I linked the article of AT where Lisa Su say that it s N5P.
Dr Su reinforced that technology roadmaps are all about making the right choices and the right junctures, and explicitly stated that our 5nm technology is highly optimized for high-performance computing – it’s not necessarily the same as some other 5nm technologies out there.


It is a failure in a broader sense: huge resource investment in the FP/AVX512 while integer was left behind, launch was delayed as they KNEW something is off with the chips/drivers/AGESA/Windows support, very poor marketing and communication from AMD's side (vague materials, no Zen 5 concrete benchmark numbers, deliberately omitting the important comparison points such as 7700X, no feedback from AMD to reviewers about the poor results they got before the NDA, etc.).

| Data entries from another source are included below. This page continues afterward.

//! Model discovery against provider listing endpoints.
//!
//! Most providers expose an OpenAI-compatible `GET /v1/models`; only the
//! authentication headers differ. Ollama has its own `/api/tags` listing.

use std::time::Duration;

use log::debug;
use reqwest::header::CONTENT_TYPE;
use reqwest_middleware::ClientWithMiddleware;
use reqwest_retry::{RetryTransientMiddleware, policies::ExponentialBackoff};
use secrecy::SecretString;
use serde::Deserialize;

use keyrelay_common::{ModelConfig, ModelProvider};

use crate::auth::apply_auth_headers;
use crate::error::ClientError;
use crate::http::base_url;

/// Default timeout for discovery requests.
pub const DEFAULT_TIMEOUT: Duration = Duration::from_secs(30);

#[derive(Debug, Deserialize)]
struct ModelsResponse {
    #[serde(default)]
    data: Vec<ModelEntry>,
}

#[derive(Debug, Deserialize)]
struct ModelEntry {
    #[serde(default)]
    id: String,
}

#[derive(Debug, Deserialize)]
struct OllamaTagsResponse {
    #[serde(default)]
    models: Vec<OllamaModel>,
}

#[derive(Debug, Deserialize)]
struct OllamaModel {
    #[serde(default)]
    name: String,
}

/// Fetches the model ids a provider endpoint serves.
#[derive(Debug, Clone)]
pub struct ModelDiscoverer {
    client: ClientWithMiddleware,
    timeout: Duration,
}

impl Default for ModelDiscoverer {
    fn default() -> Self {
        Self::new()
    }
}

impl ModelDiscoverer {
    /// A discoverer with the default 30 second timeout and no retries.
    #[must_use]
    pub fn new() -> Self {
        Self::with_timeout(DEFAULT_TIMEOUT)
    }

    #[must_use]
    pub fn with_timeout(timeout: Duration) -> Self {
        Self {
            client: build_client(timeout, 0),
            timeout,
        }
    }

    /// Adds transient-failure retries with exponential backoff.
    #[must_use]
    pub fn with_retries(self, max_retries: u32) -> Self {
        Self {
            client: build_client(self.timeout, max_retries),
            timeout: self.timeout,
        }
    }

    /// Lists the models served by the endpoint a model config points at.
    ///
    /// # Errors
    ///
    /// Returns `ConfigurationError` if the config has no usable endpoint, and
    /// otherwise the errors of [`Self::discover_models`].
    pub async fn discover_for(&self, config: &ModelConfig) -> Result<Vec<String>, ClientError> {
        let endpoint = base_url(config)?;
        self.discover_models(config.provider, &endpoint, config.api_key.as_ref())
            .await
    }

    /// Lists the model ids served at `endpoint`.
    ///
    /// # Errors
    ///
    /// - `AuthenticationError` on 401
    /// - `RequestError` on 403, 404 and any other non-success status
    /// - `NetworkError`/`MiddlewareError` if the request fails
    /// - `SerializationError` if the listing cannot be parsed
    pub async fn discover_models(
        &self,
        provider: ModelProvider,
        endpoint: &str,
        api_key: Option<&SecretString>,
    ) -> Result<Vec<String>, ClientError> {
        if provider == ModelProvider::Ollama {
            return self.discover_ollama_models(endpoint).await;
        }

        let url = models_url(endpoint, provider);
        debug!("Discovering models for provider {provider} at {url}");

        let request_builder = self
            .client
            .get(&url)
            .header(CONTENT_TYPE, "application/json");
        let response = apply_auth_headers(request_builder, provider, api_key)?
            .send()
            .await?;

        let status = response.status().as_u16();
        match status {
            200..=299 => {}
            401 => {
                return Err(ClientError::AuthenticationError(format!(
                    "invalid API key for provider {provider}"
                )));
            }
            403 => {
                return Err(ClientError::RequestError(format!(
                    "forbidden: API key lacks permission to list models for provider {provider}"
                )));
            }
            404 => {
                return Err(ClientError::RequestError(format!(
                    "models endpoint not found for provider {provider} (URL: {url})"
                )));
            }
            _ => {
                let body = response.text().await.unwrap_or_default();
                return Err(ClientError::RequestError(format!(
                    "API returned status {status} for provider {provider}: {body}"
                )));
            }
        }

        let listing: ModelsResponse = serde_json::from_str(&response.text().await?)?;
        Ok(listing
            .data
            .into_iter()
            .map(|model| model.id)
            .filter(|id| !id.is_empty())
            .collect())
    }

    async fn discover_ollama_models(&self, endpoint: &str) -> Result<Vec<String>, ClientError> {
        let url = format!("{}/api/tags", endpoint.trim_end_matches('/'));
        debug!("Discovering models from Ollama at {url}");

        let response = self.client.get(&url).send().await?;
        let status = response.status();
        if !status.is_success() {
            return Err(ClientError::RequestError(format!(
                "ollama API returned status {}",
                status.as_u16()
            )));
        }

        let tags: OllamaTagsResponse = serde_json::from_str(&response.text().await?)?;
        Ok(tags
            .models
            .into_iter()
            .map(|model| model.name)
            .filter(|name| !name.is_empty())
            .collect())
    }
}

fn build_client(timeout: Duration, max_retries: u32) -> ClientWithMiddleware {
    let reqwest_client = reqwest::Client::builder()
        .timeout(timeout)
        .build()
        .unwrap_or_default();

    let builder = reqwest_middleware::ClientBuilder::new(reqwest_client);
    if max_retries == 0 {
        return builder.build();
    }

    let retry_policy = ExponentialBackoff::builder().build_with_max_retries(max_retries);
    builder
        .with(RetryTransientMiddleware::new_with_policy(retry_policy))
        .build()
}

/// The listing URL for a provider's endpoint. Ollama is handled separately.
#[must_use]
pub fn models_url(endpoint: &str, provider: ModelProvider) -> String {
    let endpoint = endpoint.trim_end_matches('/');

    match provider {
        ModelProvider::Gemini => {
            if endpoint.contains("generativelanguage.googleapis.com") {
                format!("{endpoint}/v1beta/models")
            } else {
                format!("{endpoint}/v1/models")
            }
        }
        ModelProvider::GeminiVertexAI | ModelProvider::AnthropicVertexAI => {
            format!("{endpoint}/v1/models")
        }
        _ => {
            if endpoint.ends_with("/v1") {
                format!("{endpoint}/models")
            } else {
                format!("{endpoint}/v1/models")
            }
        }
    }
}

#[cfg(test)]
mod tests {
    #![allow(clippy::unwrap_used)]

    use super::*;
    use keyrelay_common::provider::ANTHROPIC_VERSION;
    use wiremock::matchers::{header, method, path};
    use wiremock::{Mock, MockServer, ResponseTemplate};

    #[test]
    fn test_models_url() {
        assert_eq!(
            models_url("https://api.openai.com/v1", ModelProvider::OpenAI),
            "https://api.openai.com/v1/models"
        );
        assert_eq!(
            models_url("http://litellm:4000/", ModelProvider::OpenAI),
            "http://litellm:4000/v1/models"
        );
        assert_eq!(
            models_url("https://api.anthropic.com", ModelProvider::Anthropic),
            "https://api.anthropic.com/v1/models"
        );
        assert_eq!(
            models_url(
                "https://generativelanguage.googleapis.com",
                ModelProvider::Gemini
            ),
            "https://generativelanguage.googleapis.com/v1beta/models"
        );
        assert_eq!(
            models_url("https://gemini-proxy.local", ModelProvider::Gemini),
            "https://gemini-proxy.local/v1/models"
        );
        assert_eq!(
            models_url("https://vertex.local/v1", ModelProvider::AnthropicVertexAI),
            "https://vertex.local/v1/v1/models"
        );
    }

    #[tokio::test]
    async fn test_discover_openai_models() {
        let mock_server = MockServer::start().await;

        Mock::given(method("GET"))
            .and(path("/v1/models"))
            .and(header("authorization", "Bearer sk-test"))
            .respond_with(ResponseTemplate::new(200).set_body_json(serde_json::json!({
                "object": "list",
                "data": [
                    {"id": "gpt-4o", "object": "model"},
                    {"id": "", "object": "model"},
                    {"id": "gpt-4o-mini", "object": "model"}
                ]
            })))
            .expect(1)
            .mount(&mock_server)
            .await;

        let key = SecretString::from("sk-test".to_owned());
        let models = ModelDiscoverer::new()
            .discover_models(ModelProvider::OpenAI, &mock_server.uri(), Some(&key))
            .await
            .unwrap();

        assert_eq!(models, vec!["gpt-4o", "gpt-4o-mini"]);
    }

    #[tokio::test]
    async fn test_discover_anthropic_uses_api_key_header() {
        let mock_server = MockServer::start().await;

        Mock::given(method("GET"))
            .and(path("/v1/models"))
            .and(header("x-api-key", "sk-ant"))
            .and(header("anthropic-version", ANTHROPIC_VERSION))
            .respond_with(ResponseTemplate::new(200).set_body_json(serde_json::json!({
                "data": [{"id": "claude-sonnet-4-5", "type": "model"}]
            })))
            .expect(1)
            .mount(&mock_server)
            .await;

        let key = SecretString::from("sk-ant".to_owned());
        let models = ModelDiscoverer::new()
            .discover_models(ModelProvider::Anthropic, &mock_server.uri(), Some(&key))
            .await
            .unwrap();

        assert_eq!(models, vec!["claude-sonnet-4-5"]);
    }

    #[tokio::test]
    async fn test_discover_ollama_models() {
        let mock_server = MockServer::start().await;

        Mock::given(method("GET"))
            .and(path("/api/tags"))
            .respond_with(ResponseTemplate::new(200).set_body_json(serde_json::json!({
                "models": [{"name": "llama3.2:latest"}, {"name": "qwen2.5:7b"}]
            })))
            .expect(1)
            .mount(&mock_server)
            .await;

        let models = ModelDiscoverer::new()
            .discover_models(ModelProvider::Ollama, &format!("{}/", mock_server.uri()), None)
            .await
            .unwrap();

        assert_eq!(models, vec!["llama3.2:latest", "qwen2.5:7b"]);
    }

    #[tokio::test]
    async fn test_discover_status_mapping() {
        let mock_server = MockServer::start().await;

        let routes = [
            ("/unauth", 401),
            ("/forbidden", 403),
            ("/missing", 404),
            ("/broken", 502),
        ];
        for (prefix, status) in routes {
            Mock::given(method("GET"))
                .and(path(format!("{prefix}/v1/models")))
                .respond_with(ResponseTemplate::new(status).set_body_string("upstream says no"))
                .mount(&mock_server)
                .await;
        }

        let discoverer = ModelDiscoverer::new();
        let key = SecretString::from("sk-test".to_owned());
        let uri = mock_server.uri();
        let discover = async |prefix: &str| {
            discoverer
                .discover_models(ModelProvider::OpenAI, &format!("{uri}{prefix}"), Some(&key))
                .await
                .unwrap_err()
        };

        assert!(discover("/unauth").await.is_authentication_error());

        let forbidden = discover("/forbidden").await.to_string();
        assert!(forbidden.contains("forbidden"));

        let missing = discover("/missing").await.to_string();
        assert!(missing.contains("/missing/v1/models"));

        let broken = discover("/broken").await.to_string();
        assert!(broken.contains("502"));
        assert!(broken.contains("upstream says no"));
    }

    #[tokio::test]
    async fn test_discover_for_config() {
        let mock_server = MockServer::start().await;

        Mock::given(method("GET"))
            .and(path("/v1/models"))
            .and(header("authorization", "Bearer static-key"))
            .respond_with(ResponseTemplate::new(200).set_body_json(serde_json::json!({
                "data": [{"id": "local-model"}]
            })))
            .mount(&mock_server)
            .await;

        let config = ModelConfig::new(ModelProvider::OpenAI, "local-model")
            .with_base_url(format!("{}/v1/", mock_server.uri()))
            .with_api_key("static-key");

        let models = ModelDiscoverer::default().discover_for(&config).await.unwrap();
        assert_eq!(models, vec!["local-model"]);
    }

    mod prop_tests {
        use super::*;
        use proptest::prelude::*;

        proptest! {
            #[test]
            fn models_url_has_single_models_suffix(
                host in "[a-z]{1,12}",
                version in prop::option::of(Just("/v1")),
                slashes in 0usize..3,
            ) {
                let endpoint = format!(
                    "http://{host}.local{}{}",
                    version.unwrap_or_default(),
                    "/".repeat(slashes)
                );
                for provider in [ModelProvider::OpenAI, ModelProvider::Anthropic, ModelProvider::AzureOpenAI] {
                    let url = models_url(&endpoint, provider);
                    prop_assert!(url.ends_with("/v1/models"));
                    prop_assert!(!url.contains("/v1/v1/"));
                    prop_assert!(!url.contains(".local//"));
                }
            }
        }
    }
}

INT has been historically much more difficult to improve than FP, you can check the Cinebench scores of all previous gen from both AMD and Intel and do a comparsion with 7 Zip wich is representative of INT perf, you ll see that when the former could be improved by 60% over three gen when the latter was improved by barely 15% wth the same CPUs.

Foremost Zen 5 is process limited, if they had shrinked the 7950X to N4P they could had either increased the perfs by 5.7% or reduced power by 14%, think about it, the two options being mutualy exclusive.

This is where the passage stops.